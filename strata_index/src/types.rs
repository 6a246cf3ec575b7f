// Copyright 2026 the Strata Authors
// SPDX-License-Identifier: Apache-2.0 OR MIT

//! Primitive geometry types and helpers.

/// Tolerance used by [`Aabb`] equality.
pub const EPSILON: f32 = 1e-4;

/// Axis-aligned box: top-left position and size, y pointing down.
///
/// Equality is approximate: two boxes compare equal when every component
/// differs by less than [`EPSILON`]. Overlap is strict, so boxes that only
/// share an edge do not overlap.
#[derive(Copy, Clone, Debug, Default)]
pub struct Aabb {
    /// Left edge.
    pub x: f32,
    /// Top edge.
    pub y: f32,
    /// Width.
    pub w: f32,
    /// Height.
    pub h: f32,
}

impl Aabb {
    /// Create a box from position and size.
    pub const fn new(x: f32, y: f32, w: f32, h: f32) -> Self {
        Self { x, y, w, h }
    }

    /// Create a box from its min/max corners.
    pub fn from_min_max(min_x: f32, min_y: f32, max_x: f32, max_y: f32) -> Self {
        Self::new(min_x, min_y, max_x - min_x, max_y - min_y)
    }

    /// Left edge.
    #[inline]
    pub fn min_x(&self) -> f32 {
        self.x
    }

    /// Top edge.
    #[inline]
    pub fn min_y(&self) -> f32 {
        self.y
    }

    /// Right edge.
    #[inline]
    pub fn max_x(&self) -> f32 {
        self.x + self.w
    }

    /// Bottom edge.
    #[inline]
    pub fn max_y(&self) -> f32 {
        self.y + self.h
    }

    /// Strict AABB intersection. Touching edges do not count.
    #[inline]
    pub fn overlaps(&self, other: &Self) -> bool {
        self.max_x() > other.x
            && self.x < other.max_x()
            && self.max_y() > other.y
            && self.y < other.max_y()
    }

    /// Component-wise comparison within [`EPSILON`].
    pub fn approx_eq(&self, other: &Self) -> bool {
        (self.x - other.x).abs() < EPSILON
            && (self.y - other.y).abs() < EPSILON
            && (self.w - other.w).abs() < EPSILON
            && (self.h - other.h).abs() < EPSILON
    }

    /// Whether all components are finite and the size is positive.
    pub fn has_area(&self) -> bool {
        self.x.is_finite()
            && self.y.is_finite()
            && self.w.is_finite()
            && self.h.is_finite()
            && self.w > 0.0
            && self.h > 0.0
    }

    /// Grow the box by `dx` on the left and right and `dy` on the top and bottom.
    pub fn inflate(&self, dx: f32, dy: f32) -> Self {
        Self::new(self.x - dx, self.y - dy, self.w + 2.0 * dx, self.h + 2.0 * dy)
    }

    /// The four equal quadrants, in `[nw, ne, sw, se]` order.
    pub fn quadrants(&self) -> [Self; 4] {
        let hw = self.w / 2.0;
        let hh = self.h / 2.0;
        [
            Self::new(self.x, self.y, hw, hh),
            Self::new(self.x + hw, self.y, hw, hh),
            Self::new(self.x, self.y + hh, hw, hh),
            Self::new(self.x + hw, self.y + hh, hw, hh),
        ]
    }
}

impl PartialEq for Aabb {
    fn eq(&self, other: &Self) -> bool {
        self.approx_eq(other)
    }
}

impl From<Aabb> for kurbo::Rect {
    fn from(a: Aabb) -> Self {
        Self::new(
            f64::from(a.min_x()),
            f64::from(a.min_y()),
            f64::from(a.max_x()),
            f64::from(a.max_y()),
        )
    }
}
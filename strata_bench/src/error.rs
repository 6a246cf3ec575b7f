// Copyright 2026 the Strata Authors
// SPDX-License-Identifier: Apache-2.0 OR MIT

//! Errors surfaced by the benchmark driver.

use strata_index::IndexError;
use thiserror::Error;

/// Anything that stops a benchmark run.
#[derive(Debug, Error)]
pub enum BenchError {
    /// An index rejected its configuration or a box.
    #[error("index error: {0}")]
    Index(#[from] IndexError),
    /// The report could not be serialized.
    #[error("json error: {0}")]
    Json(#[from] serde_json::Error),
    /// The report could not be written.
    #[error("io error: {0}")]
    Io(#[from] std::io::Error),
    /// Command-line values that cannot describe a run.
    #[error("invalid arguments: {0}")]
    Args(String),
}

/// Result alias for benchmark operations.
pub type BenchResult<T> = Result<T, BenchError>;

*Work to complete*. All lines in the listing above should be written out again exactly.

*Answer to this exercise*.
filename strata_index/src/types.rs
repository 6a246cf3ec575b7f
// Copyright 2026 the Strata Authors
// SPDX-License-Identifier: Apache-2.0 OR MIT

//! Primitive geometry types and helpers.

/// Tolerance used by [`Aabb`] equality.
pub const EPSILON: f32 = 1e-4;

/// Axis-aligned box: top-left position and size, y pointing down.
///
/// Equality is approximate: two boxes compare equal when every component
/// differs by less than [`EPSILON`]. Overlap is strict, so boxes that only
/// share an edge do not overlap.
#[derive(Copy, Clone, Debug, Default)]
pub struct Aabb {
    /// Left edge.
    pub x: f32,
    /// Top edge.
    pub y: f32,
    /// Width.
    pub w: f32,
    /// Height.
    pub h: f32,
}

impl Aabb {
    /// Create a box from position and size.
    pub const fn new(x: f32, y: f32, w: f32, h: f32) -> Self {
        Self { x, y, w, h }
    }

    /// Create a box from its min/max corners.
    pub fn from_min_max(min_x: f32, min_y: f32, max_x: f32, max_y: f32) -> Self {
        Self::new(min_x, min_y, max_x - min_x, max_y - min_y)
    }

    /// Left edge.
    #[inline]
    pub fn min_x(&self) -> f32 {
        self.x
    }

    /// Top edge.
    #[inline]
    pub fn min_y(&self) -> f32 {
        self.y
    }

    /// Right edge.
    #[inline]
    pub fn max_x(&self) -> f32 {
        self.x + self.w
    }

    /// Bottom edge.
    #[inline]
    pub fn max_y(&self) -> f32 {
        self.y + self.h
    }

    /// Strict AABB intersection. Touching edges do not count.
    #[inline]
    pub fn overlaps(&self, other: &Self) -> bool {
        self.max_x() > other.x
            && self.x < other.max_x()
            && self.max_y() > other.y
            && self.y < other.max_y()
    }

    /// Component-wise comparison within [`EPSILON`].
    pub fn approx_eq(&self, other: &Self) -> bool {
        (self.x - other.x).abs() < EPSILON
            && (self.y - other.y).abs() < EPSILON
            && (self.w - other.w).abs() < EPSILON
            && (self.h - other.h).abs() < EPSILON
    }

    /// Whether all components are finite and the size is positive.
    pub fn has_area(&self) -> bool {
        self.x.is_finite()
            && self.y.is_finite()
            && self.w.is_finite()
            && self.h.is_finite()
            && self.w > 0.0
            && self.h > 0.0
    }

    /// Grow the box by `dx` on the left and right and `dy` on the top and bottom.
    pub fn inflate(&self, dx: f32, dy: f32) -> Self {
        Self::new(self.x - dx, self.y - dy, self.w + 2.0 * dx, self.h + 2.0 * dy)
    }

    /// The four equal quadrants, in `[nw, ne, sw, se]` order.
    pub fn quadrants(&self) -> [Self; 4] {
        let hw = self.w / 2.0;
        let hh = self.h / 2.0;
        [
            Self::new(self.x, self.y, hw, hh),
            Self::new(self.x + hw, self.y, hw, hh),
            Self::new(self.x, self.y + hh, hw, hh),
            Self::new(self.x + hw, self.y + hh, hw, hh),
        ]
    }
}

impl PartialEq for Aabb {
    fn eq(&self, other: &Self) -> bool {
        self.approx_eq(other)
    }
}

impl From<Aabb> for kurbo::Rect {
    fn from(a: Aabb) -> Self {
        Self::new(
            f64::from(a.min_x()),
            f64::from(a.min_y()),
            f64::from(a.max_x()),
            f64::from(a.max_y()),
        )
    }
}
filename strata_bench/src/error.rs
repository 6a246cf3ec575b7f
// Copyright 2026 the Strata Authors
// SPDX-License-Identifier: Apache-2.0 OR MIT

//! Errors surfaced by the benchmark driver.

use strata_index::IndexError;
use thiserror::Error;

/// Anything that stops a benchmark run.
#[derive(Debug, Error)]
pub enum BenchError {
    /// An index rejected its configuration or a box.
    #[error("index error: {0}")]
    Index(#[from] IndexError),
    /// The report could not be serialized.
    #[error("json error: {0}")]
    Json(#[from] serde_json::Error),
    /// The report could not be written.
    #[error("io error: {0}")]
    Io(#[from] std::io::Error),
    /// Command-line values that cannot describe a run.
    #[error("invalid arguments: {0}")]
    Args(String),
}

/// Result alias for benchmark operations.
pub type BenchResult<T> = Result<T, BenchError>;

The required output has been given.